An efficient cell therapy requires transmigration of injected BMSCs across the vascular endothelium; the BMSCs reach the inflamed parenchyma by a process called homing [10, 11]. Similar to that of inflammatory cells, the homing process of BMSCs involves several steps, including chemotactic response by chemokine–chemokine receptor interactions, attachment to vascular endothelial cells and transendothelial migration into the parenchyma [12]. Although the homing mechanisms of BMSCs remain unclear, many studies suggest that regional micro-environmental changes (i.e. the release of chemoattractants and growth factors) associated with inflammation and injury stimulate adhesion of BMSCs and the subsequent transmigration from the vascular into inflamed tissues [13, 14]. Therefore, developing an effective and non-invasive modality to trigger the release of chemoattractants within the local micro-environment is urgently needed to improve the therapeutic applications of BMSCs.
A suitable local micro-environment plays an important role in the migration and survival of transplanted stem cells [15]. Tang et al. showed that a mild inflammatory response caused by microbubble (MB) destruction by 1.0 W/cm2 ultrasound can increase the homing of BMSCs to acute kidney injury tissue and improve kidney recovery [16]. However, excessive inflammatory infiltration may lead to cell apoptosis and necrosis, which is a disadvantage for BMSC therapy [17]. Compared to the focused ultrasound therapy apparatus used by many researchers, diagnostic ultrasound devices have less output and an appropriate image monitoring system, which is more convenient for mediating targeted MB destruction. We hypothesize that the kidney micro-environment will be altered by UTMD, thereby providing a suitable condition for BMSC delivery in kidney disease therapy.

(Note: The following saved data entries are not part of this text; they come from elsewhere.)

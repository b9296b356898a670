//! Per-recipient outcome classification and the aggregate dispatch report.

use serde::Serialize;
use uuid::Uuid;

use crate::notification::DeliveryOutcome;

/// Which stage a failure belongs to.
#[derive(Debug, Clone, Copy, PartialEq, Eq, Serialize)]
#[serde(rename_all = "snake_case")]
pub enum FailureKind {
    Persistence,
    Delivery,
}

/// One recipient's failure entry in the report.
#[derive(Debug, Clone, Serialize)]
pub struct RecipientFailure {
    pub recipient_id: String,
    pub kind: FailureKind,
    pub message: String,
}

/// Everything that happened to a single recipient during a dispatch call.
#[derive(Debug, Clone, Serialize)]
pub struct RecipientOutcome {
    pub recipient_id: String,
    /// Persisted row id, when the write succeeded
    pub notification_id: Option<Uuid>,
    /// Why the write failed, when it did
    pub persistence_error: Option<String>,
    /// The push attempt, when one was made
    pub delivery: Option<DeliveryOutcome>,
}

impl RecipientOutcome {
    pub fn persisted(recipient_id: impl Into<String>, notification_id: Uuid) -> Self {
        Self {
            recipient_id: recipient_id.into(),
            notification_id: Some(notification_id),
            persistence_error: None,
            delivery: None,
        }
    }

    pub fn write_failed(recipient_id: impl Into<String>, error: impl Into<String>) -> Self {
        Self {
            recipient_id: recipient_id.into(),
            notification_id: None,
            persistence_error: Some(error.into()),
            delivery: None,
        }
    }

    pub fn with_delivery(mut self, outcome: DeliveryOutcome) -> Self {
        self.delivery = Some(outcome);
        self
    }
}

/// Aggregate result of a dispatch call.
///
/// `succeeded` lists recipients whose rows were persisted; delivery problems
/// are reported separately as `kind = delivery` entries, so persistence and
/// delivery outcomes never mask each other. A report is returned normally
/// even when every delivery attempt failed — only resolution failures abort
/// the call.
#[derive(Debug, Clone, Default, Serialize)]
pub struct DispatchReport {
    pub succeeded: Vec<String>,
    pub errors: Vec<RecipientFailure>,
    /// Set when the batch was cancelled before every recipient was attempted
    pub incomplete: bool,
}

impl DispatchReport {
    /// Merge per-recipient outcomes into one report.
    pub fn from_outcomes(outcomes: Vec<RecipientOutcome>) -> Self {
        let mut report = DispatchReport::default();

        for outcome in outcomes {
            if let Some(error) = outcome.persistence_error {
                report.errors.push(RecipientFailure {
                    recipient_id: outcome.recipient_id.clone(),
                    kind: FailureKind::Persistence,
                    message: error,
                });
            }
            if outcome.notification_id.is_some() {
                report.succeeded.push(outcome.recipient_id.clone());
            }
            if let Some(delivery) = outcome.delivery {
                if let Some(error) = delivery.error {
                    report.errors.push(RecipientFailure {
                        recipient_id: outcome.recipient_id,
                        kind: FailureKind::Delivery,
                        message: error,
                    });
                }
            }
        }

        report
    }

    /// Recipients whose rows were not persisted, for retry.
    pub fn failed_recipients(&self) -> Vec<&str> {
        self.errors
            .iter()
            .filter(|e| e.kind == FailureKind::Persistence)
            .map(|e| e.recipient_id.as_str())
            .collect()
    }

    /// Human-readable "X succeeded, Y failed" summary for the dashboard.
    pub fn summary(&self) -> String {
        format!(
            "{} succeeded, {} failed",
            self.succeeded.len(),
            self.errors.len()
        )
    }
}
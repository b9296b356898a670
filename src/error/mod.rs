use thiserror::Error;

use crate::directory::DirectoryError;
use crate::notification::StoreError;
use crate::push::{GatewayError, RpcError};

/// Crate-level error for dispatch operations.
///
/// Only `InvalidTarget` and `ResolutionEmpty` abort a whole dispatch call;
/// per-recipient failures are collected into the report instead.
#[derive(Error, Debug)]
pub enum DispatchError {
    #[error("invalid target: {0}")]
    InvalidTarget(String),

    #[error("target resolved to zero recipients")]
    ResolutionEmpty,

    #[error("persistence failed: {0}")]
    Persistence(#[from] StoreError),

    #[error("recipient lookup failed: {0}")]
    Directory(#[from] DirectoryError),

    #[error("delivery failed: {0}")]
    Delivery(String),

    #[error("primary channel failed: {0}")]
    PrimaryChannel(#[from] RpcError),

    #[error("push gateway degraded: {0}")]
    GatewayDegraded(#[from] GatewayError),

    #[error("configuration error: {0}")]
    Config(#[from] config::ConfigError),
}

pub type Result<T> = std::result::Result<T, DispatchError>;

#[cfg(test)]
mod tests {
    use super::*;

    #[test]
    fn test_error_display() {
        let err = DispatchError::InvalidTarget("explicit id list is empty".to_string());
        assert!(format!("{}", err).contains("invalid target"));

        let err = DispatchError::ResolutionEmpty;
        assert!(format!("{}", err).contains("zero recipients"));
    }
}
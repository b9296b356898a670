//! Prometheus metrics for the dispatch core.
//!
//! Covers the outcome dimensions of a dispatch call:
//! - Request metrics (single vs. bulk, batch size)
//! - Persistence metrics (rows written, write failures)
//! - Delivery metrics (per-channel successes and failures, fallback activations)
//! - Gateway metrics (calls, latency, degradations, missing tokens)

use lazy_static::lazy_static;
use prometheus::{
    register_histogram, register_int_counter, register_int_counter_vec, Histogram, IntCounter,
    IntCounterVec, TextEncoder,
};

/// Prefix for all metrics
const METRIC_PREFIX: &str = "opsboard";

lazy_static! {
    // ============================================================================
    // Request Metrics
    // ============================================================================

    /// Dispatch requests by mode (single / bulk)
    pub static ref DISPATCH_REQUESTS_TOTAL: IntCounterVec = register_int_counter_vec!(
        format!("{}_dispatch_requests_total", METRIC_PREFIX),
        "Total dispatch requests",
        &["mode"]
    ).unwrap();

    /// Recipients per bulk request
    pub static ref BULK_RECIPIENTS: Histogram = register_histogram!(
        format!("{}_bulk_recipients", METRIC_PREFIX),
        "Number of resolved recipients per bulk request",
        vec![1.0, 5.0, 10.0, 25.0, 50.0, 100.0, 250.0]
    ).unwrap();

    // ============================================================================
    // Persistence Metrics
    // ============================================================================

    /// Notification rows written
    pub static ref ROWS_WRITTEN_TOTAL: IntCounter = register_int_counter!(
        format!("{}_rows_written_total", METRIC_PREFIX),
        "Total notification rows persisted"
    ).unwrap();

    /// Notification row write failures
    pub static ref WRITE_FAILURES_TOTAL: IntCounter = register_int_counter!(
        format!("{}_write_failures_total", METRIC_PREFIX),
        "Total notification row write failures"
    ).unwrap();

    // ============================================================================
    // Delivery Metrics
    // ============================================================================

    /// Successful deliveries by channel (primary / fallback)
    pub static ref DELIVERIES_TOTAL: IntCounterVec = register_int_counter_vec!(
        format!("{}_deliveries_total", METRIC_PREFIX),
        "Total successful delivery attempts",
        &["channel"]
    ).unwrap();

    /// Failed deliveries by channel
    pub static ref DELIVERY_FAILURES_TOTAL: IntCounterVec = register_int_counter_vec!(
        format!("{}_delivery_failures_total", METRIC_PREFIX),
        "Total failed delivery attempts",
        &["channel"]
    ).unwrap();

    /// Fallback channel activations
    pub static ref FALLBACK_TOTAL: IntCounter = register_int_counter!(
        format!("{}_fallback_total", METRIC_PREFIX),
        "Total times the fallback channel was engaged"
    ).unwrap();

    // ============================================================================
    // Gateway Metrics
    // ============================================================================

    /// Push gateway calls
    pub static ref GATEWAY_CALLS_TOTAL: IntCounter = register_int_counter!(
        format!("{}_gateway_calls_total", METRIC_PREFIX),
        "Total push gateway calls"
    ).unwrap();

    /// Push gateway call latency
    pub static ref GATEWAY_LATENCY: Histogram = register_histogram!(
        format!("{}_gateway_latency_seconds", METRIC_PREFIX),
        "Push gateway call latency in seconds",
        vec![0.01, 0.05, 0.1, 0.25, 0.5, 1.0, 2.5, 5.0, 10.0]
    ).unwrap();

    /// Push gateway hard failures (5xx or timeout)
    pub static ref GATEWAY_DEGRADED_TOTAL: IntCounter = register_int_counter!(
        format!("{}_gateway_degraded_total", METRIC_PREFIX),
        "Total push gateway hard failures"
    ).unwrap();

    /// Recipients skipped for lack of a delivery token
    pub static ref TOKENS_MISSING_TOTAL: IntCounter = register_int_counter!(
        format!("{}_tokens_missing_total", METRIC_PREFIX),
        "Total recipients with no registered delivery token"
    ).unwrap();
}

/// Encode all registered metrics in the Prometheus text format.
///
/// The host application exposes this from its scrape endpoint.
pub fn encode_metrics() -> Result<String, prometheus::Error> {
    let encoder = TextEncoder::new();
    let metric_families = prometheus::gather();
    encoder.encode_to_string(&metric_families)
}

The purpose of this study was to investigate the possibility of increasing BMSC homing ability through transient elevations of chemoattractants (chemokines, adhesion and trophic factors) by using diagnostic ultrasound coordinated with IV injection of microbubbles.
Materials and methods
Microbubble
Lipid-coated MBs filled with perfluoropropane were prepared at our department as previously described [18]. The mean diameter of the microbubble was 2 μm, and 98 % of the particles had diameters less than 5 μm. The bubbles were diluted with saline to a concentration of 7 × 109/mL before use. Liu et al. showed that it had no significant influence on blood pressure and kidney function [18].
Rat BMSCs culture and labelling
Ninety-eight Sprague–Dawley rats (6–8 weeks old) were provided by the Center for Experimental Animals of Xinqiao Hospital. The experimental protocol conformed to the guidelines for the care and use of laboratory animals (NIH Publication No. 85–23, revised 1996). BMSCs were obtained from the femur and tibia and pooled into one single cell suspension. The cells were then cultured (37 °C, 5 % CO2) with α-MEM (Hyclone, Logan, UT, USA) medium containing 10 % fetal bovine serum (Gibco, USA). Non-adherent cells were removed after 12 h. Once cells reached 80 % confluency, they were passaged with 0.25 % trypsin–EDTA solution (Gibco, USA) and subcultured. Cells at passage 3 were used for subsequent experiments. Flow cytometry analysis was performed to ensure BMSCs were positive for BMSC surface markers and negative for non-BMSC markers.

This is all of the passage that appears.